In concert: Mariah Carey
By Chris Richards
The Mariah Carey songbook is thick with butterflies and rainbows and kisses that taste like honey — not much doom and gloom. So when the pop icon visited DAR Constitution Hall Wednesday, you’d never know she was limping through the darkest hours of her 20-year musical career.
Carey is currently touring in support of last September’s “Memoirs of an Imperfect Angel,” the lowest selling album in her platinum-spangled discography. The disc isn’t horrendous. Its failure merely illustrates how this wretched economy can transform yesterday’s invincible uber-star into today’s latest music-biz casualty. Wednesday’s modest Constitution Hall environs were also a considerable step down from the
much-larger Verizon Center where Carey made her last Washington appearance in 2006. And this gig didn’t even sell out.
(Mimi shakes it off, plus more pictures after the jump.)
Cleverly then, the singer kick-started her 90-minute set with “Shake it Off,” a strutting 2005 kiss-off that felt both cocky and carefree. Delivered in the breathy coo that’s become her trademark in recent years, Carey used her voice to quickly establish a casual intimacy with the audience, as if she were whispering the song’s verses in the
crowd’s collective ear.
They replied with shouts, and screams of “I love you Mariah!!!” that not only got the singer’s attention, but a smile and a finger wave, too.

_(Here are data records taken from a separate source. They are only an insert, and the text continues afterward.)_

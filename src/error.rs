//! Error types for queue-link operations.

use thiserror::Error;

/// Convenience result alias used across the crate.
pub type Result<T> = std::result::Result<T, QueueLinkError>;

/// Errors surfaced by the synchronization layer.
///
/// Transport-level failures are contained by the reconnection supervisor and
/// arrive here only through bounded operations (`connect`, `subscribe`,
/// `publish`) or the pull API. None of these variants ever disables the
/// layer; every failure mode has either an automatic retry or an explicit
/// no-op behind it.
#[derive(Error, Debug)]
pub enum QueueLinkError {
    /// WebSocket handshake or protocol failure, including handshake timeout.
    #[error("Transport error: {0}")]
    TransportError(String),

    /// Operation attempted while not in the `Connected` state.
    #[error("Not connected to the event channel")]
    NotConnectedError,

    /// A payload could not be decoded into the requested type.
    ///
    /// Inbound push bodies never produce this during delivery; an
    /// undecodable body is passed through raw instead. This variant comes
    /// from explicit typed decoding (`TopicMessage::decode`) and from pull
    /// API response bodies.
    #[error("Decode error: {0}")]
    DecodeError(String),

    /// A pull API request failed (non-success HTTP status or I/O error).
    #[error("Pull request failed: {0}")]
    PullError(String),

    /// The pull API rejected the credentials (HTTP 401/403).
    #[error("Authentication error: {0}")]
    AuthenticationError(String),

    /// An operation exceeded its configured timeout.
    #[error("Timeout: {0}")]
    TimeoutError(String),

    /// Invalid client configuration (missing base URL, bad topic path, ...).
    #[error("Configuration error: {0}")]
    ConfigurationError(String),

    /// Internal invariant violation (connection task gone, channel closed).
    #[error("Internal error: {0}")]
    InternalError(String),
}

Perhaps she was waving just to flaunt the blinding stones that adorned her fingers. Diamonds covered almost all of Carey's accoutrements: her microphone, her microphone stand,her shoes,even the ear-piece she wore so she could hear her backing band as they chipped away on an elevated platform behind her.

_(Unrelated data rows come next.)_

impl QueueLinkClient {
    /// Start building a client.
    pub fn builder() -> QueueLinkClientBuilder {
        QueueLinkClientBuilder::new()
    }

    /// The configured base URL, without a trailing slash.
    pub fn base_url(&self) -> &str {
        &self.inner.base_url
    }

    /// The configured timeouts.
    pub fn timeouts(&self) -> &QueueLinkTimeouts {
        &self.inner.timeouts
    }

    // ── Event channel ───────────────────────────────────────────────────────

    /// Open the shared event channel.
    ///
    /// Idempotent: repeated and concurrent calls share one connection and one
    /// handshake. Resolves once the channel reports `Connected`. If the
    /// attempt fails this returns a [`TransportError`], but the supervisor
    /// keeps retrying in the background at a fixed delay; a later
    /// [`subscribe`](Self::subscribe) can still succeed.
    ///
    /// [`TransportError`]: QueueLinkError::TransportError
    pub async fn connect(&self) -> Result<()> {
        let conn = {
            let mut guard = self.inner.connection.lock().await;
            guard
                .get_or_insert_with(|| {
                    Arc::new(SharedConnection::open(
                        self.inner.base_url.clone(),
                        self.inner.timeouts.clone(),
                        self.inner.options.clone(),
                        self.inner.event_handlers.clone(),
                    ))
                })
                .clone()
        };

        if conn.is_connected() {
            return Ok(());
        }

        // One full attempt: socket establishment plus handshake ack.
        let limit = self.inner.timeouts.connect_timeout + self.inner.timeouts.handshake_timeout;
        match conn.wait_settled(limit).await? {
            Some(status) if status.state == ConnectionState::Connected => Ok(()),
            Some(status) => Err(QueueLinkError::TransportError(
                status
                    .last_error
                    .unwrap_or_else(|| "connection failed".to_string()),
            )),
            None => Err(QueueLinkError::TransportError(format!(
                "Connection not established within {:?}",
                limit
            ))),
        }
    }

    /// Close the event channel and end every subscription.
    ///
    /// Idempotent. Active [`Subscription`]s see `next()` return `None`.
    /// Reconnection stops; a later [`connect`](Self::connect) starts fresh.
    pub async fn disconnect(&self) {
        let conn = self.inner.connection.lock().await.take();
        if let Some(conn) = conn {
            conn.disconnect().await;
        }
    }

    /// Whether the event channel is currently open and acknowledged.
    ///
    /// Answers from local state without touching the network.
    pub async fn is_connected(&self) -> bool {
        let guard = self.inner.connection.lock().await;
        guard.as_ref().map(|c| c.is_connected()).unwrap_or(false)
    }

    /// Snapshot of the channel state and the most recent transport error.
    pub async fn status(&self) -> ConnectionStatus {
        let guard = self.inner.connection.lock().await;
        guard.as_ref().map(|c| c.status()).unwrap_or_default()
    }

    /// Watch receiver for connection state transitions, or `None` before
    /// the first [`connect`](Self::connect).
    pub async fn watch_status(&self) -> Option<tokio::sync::watch::Receiver<ConnectionStatus>> {
        let guard = self.inner.connection.lock().await;
        guard.as_ref().map(|c| c.watch_status())
    }

    /// Subscribe to a topic on the shared event channel.
    ///
    /// Requires a prior [`connect`](Self::connect); otherwise fails with
    /// [`NotConnectedError`]. While the channel is between reconnect
    /// attempts this waits up to `subscribe_wait` for readiness instead of
    /// failing, and reports expiry as a [`TimeoutError`].
    ///
    /// Subscribing to the same topic twice yields two independent handles,
    /// each receiving every message, over a single wire subscription.
    ///
    /// [`NotConnectedError`]: QueueLinkError::NotConnectedError
    /// [`TimeoutError`]: QueueLinkError::TimeoutError
    pub async fn subscribe(&self, topic: Topic) -> Result<Subscription> {
        let conn = self
            .connection_handle()
            .await
            .ok_or(QueueLinkError::NotConnectedError)?;
        if !conn.is_connected() {
            let ready = conn
                .wait_connected(self.inner.timeouts.subscribe_wait)
                .await?;
            if !ready {
                return Err(QueueLinkError::TimeoutError(format!(
                    "Event channel not ready within {:?}",
                    self.inner.timeouts.subscribe_wait
                )));
            }
        }
        conn.subscribe(topic).await
    }

    /// Drop a topic subscription entirely, every handle included.
    ///
    /// Silent no-op for topics that were never subscribed.
    pub async fn unsubscribe(&self, topic: &Topic) -> Result<()> {
        match self.connection_handle().await {
            Some(conn) => conn.unsubscribe(topic).await,
            None => Ok(()),
        }
    }

    /// Drop every topic subscription.
    pub async fn unsubscribe_all(&self) -> Result<()> {
        match self.connection_handle().await {
            Some(conn) => conn.unsubscribe_all().await,
            None => Ok(()),
        }
    }

    /// Publish a payload to a topic over the event channel.
    ///
    /// Fails with [`NotConnectedError`] while the channel is down. The
    /// message is not queued for later delivery, and subscription state is
    /// untouched by the failure.
    ///
    /// [`NotConnectedError`]: QueueLinkError::NotConnectedError
    pub async fn publish<T: Serialize>(&self, topic: &Topic, payload: &T) -> Result<()> {
        let conn = self
            .connection_handle()
            .await
            .ok_or(QueueLinkError::NotConnectedError)?;
        let body = serde_json::to_string(payload).map_err(|e| {
            QueueLinkError::InternalError(format!("Failed to serialize payload: {}", e))
        })?;
        conn.publish(topic, body).await
    }

    async fn connection_handle(&self) -> Option<Arc<SharedConnection>> {
        self.inner.connection.lock().await.clone()
    }

    // ── Pulls ───────────────────────────────────────────────────────────────

    /// Fetch the authoritative token list for a department queue.
    pub async fn department_queue(&self, department_id: i64) -> Result<Vec<Token>> {
        self.get_json(
            &format!("/tokens/department/{}", department_id),
            "department queue pull",
        )
        .await
    }

    /// Fetch all tokens belonging to a user.
    pub async fn user_tokens(&self, user_id: i64) -> Result<Vec<Token>> {
        self.get_json(&format!("/tokens/user/{}", user_id), "user tokens pull")
            .await
    }

    /// Fetch one department.
    pub async fn department(&self, department_id: i64) -> Result<Department> {
        self.get_json(&format!("/departments/{}", department_id), "department pull")
            .await
    }

    /// Fetch every department.
    pub async fn departments(&self) -> Result<Vec<Department>> {
        self.get_json("/departments", "departments pull").await
    }

    /// Fetch aggregate statistics for a department's dashboard.
    pub async fn dashboard_stats(&self, department_id: i64) -> Result<DashboardStats> {
        self.get_json(
            &format!("/dashboard/stats/{}", department_id),
            "dashboard stats pull",
        )
        .await
    }

    /// Create a queue token.
    pub async fn create_token(&self, request: &TokenRequest) -> Result<Token> {
        self.send_json(reqwest::Method::POST, "/tokens", request, "token create")
            .await
    }

    /// Update a token's status, returning the updated token.
    ///
    /// The server owns the transition rules; use
    /// [`TokenStatus::can_transition_to`] to pre-validate locally.
    pub async fn update_token_status(&self, token_id: i64, status: TokenStatus) -> Result<Token> {
        self.send_json(
            reqwest::Method::PUT,
            &format!("/tokens/{}/status", token_id),
            &StatusUpdateBody { status },
            "token status update",
        )
        .await
    }

    async fn get_json<T: DeserializeOwned>(&self, path: &str, context: &str) -> Result<T> {
        let url = format!("{}{}", self.inner.api_base, path);
        log::debug!("[queue-link] GET {}", url);
        let response = self
            .authorize(self.inner.http.get(&url))
            .send()
            .await
            .map_err(|e| QueueLinkError::PullError(format!("{}: {}", context, e)))?;
        let response = check_status(response, context).await?;
        response.json::<T>().await.map_err(|e| {
            QueueLinkError::DecodeError(format!("{}: invalid response body: {}", context, e))
        })
    }

    async fn send_json<B: Serialize, T: DeserializeOwned>(
        &self,
        method: reqwest::Method,
        path: &str,
        body: &B,
        context: &str,
    ) -> Result<T> {
        let url = format!("{}{}", self.inner.api_base, path);
        log::debug!("[queue-link] {} {}", method, url);
        let response = self
            .authorize(self.inner.http.request(method, &url))
            .json(body)
            .send()
            .await
            .map_err(|e| QueueLinkError::PullError(format!("{}: {}", context, e)))?;
        let response = check_status(response, context).await?;
        response.json::<T>().await.map_err(|e| {
            QueueLinkError::DecodeError(format!("{}: invalid response body: {}", context, e))
        })
    }

    fn authorize(&self, request: reqwest::RequestBuilder) -> reqwest::RequestBuilder {
        match self.inner.auth.header_value() {
            Some(value) => request.header(reqwest::header::AUTHORIZATION, value),
            None => request,
        }
    }
}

It wasn’t always so easy to hear Carey, however. On her less acrobatic vocal runs, the singer's words got lost amid the haze of the backing tracks, the voices of her back-up singers and the cavernous acoustics that threaten to turn every show at Constitution Hall into sonic miso soup.
This didn’t bode well for the relatively staid selections off “Memoirs,” but somehow, Carey imbued those stiff tunes with a fresh zeal. Album filler “It’s A Wrap” suddenly felt almost as dynamic and spry as “Heartbreaker” or “Honey,” two bona fide hits that preceded it.
Mercifully, Carey went easy on the ballads, slipping into a robe and parking herself in a seat for “My All.” The song pushed the singer through almost every strata of her register and after its big finish, she was carried offstage in the arms of a dancer who appeared
about two-thirds her size. Turns out, he was whisking Carey away for her third and final costume change of the night. (For those keeping count: four gowns in all, each one impossibly sparkly.)
Reversing the one-two punch she delivered at Verizon in 2006, Carey closed the set with the unimpeachable “We Belong Together” and encored with the power ballad “Hero.”
Excited fans rushed the aisles with their camera phones, angling for the closest shot they could get. Carey’s black sequined dress became a disco ball, reflecting hundreds of camera flashes back into the crowd as she hit the song’s sentimental crescendo.
The superstar waved goodnight and feet began shuffling to the exits. “Did you see how close I was?” one aisle-crashing teen asked her friend, positively beaming. Glee that genuine makes the crumbling of the American music industry seem like a truly wonderful thing.